#### [TASK ITEM]
This exercise asks for every line of the material that includes the word "MulAssign".

#### [RECORDS TO PROCESS]

//! 2D vector arithmetic

use std::ops::{Add, AddAssign, Mul, MulAssign, Sub, SubAssign};

use serde::{Deserialize, Serialize};

/// A 2D vector with `f64` components
#[derive(Debug, Clone, Copy, PartialEq, Default, Serialize, Deserialize)]
pub struct Vector {
    pub x: f64,
    pub y: f64,
}

impl Vector {
    pub const fn new(x: f64, y: f64) -> Self {
        Self { x, y }
    }

    pub const fn zero() -> Self {
        Self::new(0.0, 0.0)
    }

    /// The vector (1, 1)
    pub const fn identity() -> Self {
        Self::new(1.0, 1.0)
    }

    pub const fn x_axis() -> Self {
        Self::new(1.0, 0.0)
    }

    pub const fn y_axis() -> Self {
        Self::new(0.0, 1.0)
    }

    /// Builds a vector from its length and its angle in radians
    pub fn from_magnitude_and_angle(magnitude: f64, angle: f64) -> Self {
        Self::new(angle.cos() * magnitude, angle.sin() * magnitude)
    }

    /// Length of the vector
    pub fn magnitude(&self) -> f64 {
        self.x.hypot(self.y)
    }

    /// Scales the vector to the given length, keeping its direction.
    ///
    /// A zero vector has no direction and is left unchanged.
    pub fn set_magnitude(&mut self, magnitude: f64) {
        let current = self.magnitude();
        if current == 0.0 {
            return;
        }
        self.x *= magnitude / current;
        self.y *= magnitude / current;
    }

    /// Angle with the x axis, in `-PI..=PI`
    pub fn angle(&self) -> f64 {
        self.y.atan2(self.x)
    }

    /// Rotates the vector to the given angle, keeping its length
    pub fn set_angle(&mut self, angle: f64) {
        *self = Self::from_magnitude_and_angle(self.magnitude(), angle);
    }

    /// Component-wise product
    pub fn component_mul(self, other: Self) -> Self {
        Self::new(self.x * other.x, self.y * other.y)
    }

    /// Scalar dot product
    pub fn dot(self, other: Self) -> f64 {
        self.x * other.x + self.y * other.y
    }
}

impl Add for Vector {
    type Output = Self;

    fn add(self, rhs: Self) -> Self {
        Self::new(self.x + rhs.x, self.y + rhs.y)
    }
}

impl Sub for Vector {
    type Output = Self;

    fn sub(self, rhs: Self) -> Self {
        Self::new(self.x - rhs.x, self.y - rhs.y)
    }
}

impl Mul<f64> for Vector {
    type Output = Self;

    fn mul(self, scalar: f64) -> Self {
        Self::new(self.x * scalar, self.y * scalar)
    }
}

impl AddAssign for Vector {
    fn add_assign(&mut self, rhs: Self) {
        *self = *self + rhs;
    }
}

impl SubAssign for Vector {
    fn sub_assign(&mut self, rhs: Self) {
        *self = *self - rhs;
    }
}

impl MulAssign<f64> for Vector {
    fn mul_assign(&mut self, scalar: f64) {
        *self = *self * scalar;
    }
}

#[cfg(test)]
mod tests {
    use super::*;
    use std::f64::consts::{FRAC_PI_2, PI};

    const EPSILON: f64 = 1e-9;

    fn assert_close(a: f64, b: f64) {
        assert!((a - b).abs() < EPSILON, "{} != {}", a, b);
    }

    #[test]
    fn test_constants() {
        assert_eq!(Vector::zero(), Vector::new(0.0, 0.0));
        assert_eq!(Vector::identity(), Vector::new(1.0, 1.0));
        assert_eq!(Vector::x_axis() + Vector::y_axis(), Vector::identity());
    }

    #[test]
    fn test_magnitude_and_angle() {
        let v = Vector::new(3.0, 4.0);
        assert_close(v.magnitude(), 5.0);
        assert_close(Vector::y_axis().angle(), FRAC_PI_2);
        assert_close(Vector::new(-1.0, 0.0).angle(), PI);
    }

    #[test]
    fn test_from_magnitude_and_angle() {
        let v = Vector::from_magnitude_and_angle(2.0, FRAC_PI_2);
        assert_close(v.x, 0.0);
        assert_close(v.y, 2.0);
    }

    #[test]
    fn test_set_magnitude_keeps_direction() {
        let mut v = Vector::new(3.0, 4.0);
        v.set_magnitude(10.0);
        assert_close(v.x, 6.0);
        assert_close(v.y, 8.0);
    }

    #[test]
    fn test_set_magnitude_on_zero_vector_is_noop() {
        let mut v = Vector::zero();
        v.set_magnitude(5.0);
        assert_eq!(v, Vector::zero());
    }

    #[test]
    fn test_set_angle_keeps_length() {
        let mut v = Vector::new(0.0, 2.0);
        v.set_angle(0.0);
        assert_close(v.x, 2.0);
        assert_close(v.y, 0.0);
    }

    #[test]
    fn test_arithmetic() {
        let a = Vector::new(1.0, 2.0);
        let b = Vector::new(3.0, 5.0);

        assert_eq!(a + b, Vector::new(4.0, 7.0));
        assert_eq!(b - a, Vector::new(2.0, 3.0));
        assert_eq!(a * 3.0, Vector::new(3.0, 6.0));
        assert_eq!(a.component_mul(b), Vector::new(3.0, 10.0));
        assert_close(a.dot(b), 13.0);

        let mut c = a;
        c += b;
        c -= Vector::identity();
        c *= 2.0;
        assert_eq!(c, Vector::new(6.0, 12.0));
    }
}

#### [REPLY TO THE TASK]
use std::ops::{Add, AddAssign, Mul, MulAssign, Sub, SubAssign};
impl MulAssign<f64> for Vector {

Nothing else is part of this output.